今、日本は車社会で、多くの人が車の運転をすることができます。しかし車の塗装に慣れている人と言うのは、仕事にしている方か、本当に車が好きで、自分で色々触りたいという方だと思います。また、車の塗装の依頼をするということも、なかなか機会が無いと思います。車を何かに当ててしまった場合、車が傷つき塗装が剥がれます。そうなれば専門の業者やディーラーなどに持っていき修理を依頼する方もいます。ただ塗装もお金がかかるため、放置しているかたもいます。その場合、車用品のお店に行き塗装用品を買って、自分で直すという方もいます。車の塗装に詳しい方にとっては、あとは塗料の扱いに慣れているかどうかですが、そもそも車の塗装がわからない方にとっては、依頼をするにしても、自分で修理をするにしても、分からないことだらけになってしまいます。

車の塗装の目的は車を錆びから守ること

車を塗装する際の基礎知識というのは、車を自分で運転する方なら、持っていても損にはならない知識だと思います。車の塗装の目的は、ただの美観だけではありません。最近は車の軽量化を図るために材質の研究が進んでいますが、まだまだ、その大部分は鉄でできています。1台の車の重さの80%近くが外装に使われている鉄であるとも言われています。鉄は雨風にさらされれば錆びていきます。錆をそのままにすれば、極端な例ですが最悪の場合穴が開きますから、開いた穴から水が入ったり、外装の強度が落ちてしまうという事が起こり、車を守ることも、車に乗っている自分たちを守ることも出来なくなります。被害が小さくとも、見た目が悪いことは確実です。車の塗装はただ色を塗っているだけではなく車を風雨から守っているということです。

車の塗装はひと塗りで終わるわけではない

車の塗装は新車の時と、後から行うものでは方法が違います。後から行う塗装を補修塗装といいます。まず下地処理を行います。これは非常に重要な作業で、塗装の土台作業です。ここをおろそかにすれば、年数が経過することで、劣化が目立つようになります。もし早くて安いという板金塗装の業者があった場合、この下地作業を省略している可能性もあるため注意が必要です。この下地処理時にサフェーサープライマーという下地剤を塗布しますが、これが防錆、塗料の密着の役割を果たします。

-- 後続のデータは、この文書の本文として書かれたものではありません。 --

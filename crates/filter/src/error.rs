//! Filter Error Types

use derive_more::{Display, Error};
use std::path::PathBuf;

pub type Error = exn::Exn<ErrorKind>;
pub type Result<T> = std::result::Result<T, Error>;

#[derive(Debug, Display, Error)]
pub enum ErrorKind {
    /// A pattern could not be compiled into a glob
    #[display("invalid ignore pattern `{pattern}` ({origin})")]
    InvalidPattern { pattern: String, origin: String },
    /// The ignore file exists but could not be read
    #[display("cannot read ignore file: {}", _0.display())]
    Read(#[error(not(source))] PathBuf),
    /// The compiled rule set could not be assembled
    #[display("cannot build ignore matcher")]
    Build,
}

impl ErrorKind {
    /// Ignore rules are static input: nothing here gets better on retry.
    pub fn is_retryable(&self) -> bool {
        false
    }
}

そして、その上からソリッドカラーという基本になる色を塗り、その上から、メタリック塗装、パール塗装を行います。これは2コート、3コートとも呼ばれ、この種類や回数によって、内容も料金も違ってきます。これらの色塗りが終わった後、ポリッシングと呼ばれる、ゴミやホコリを取り除き、ツヤを出す作業をします。これで塗装作業の仕上げが終わります。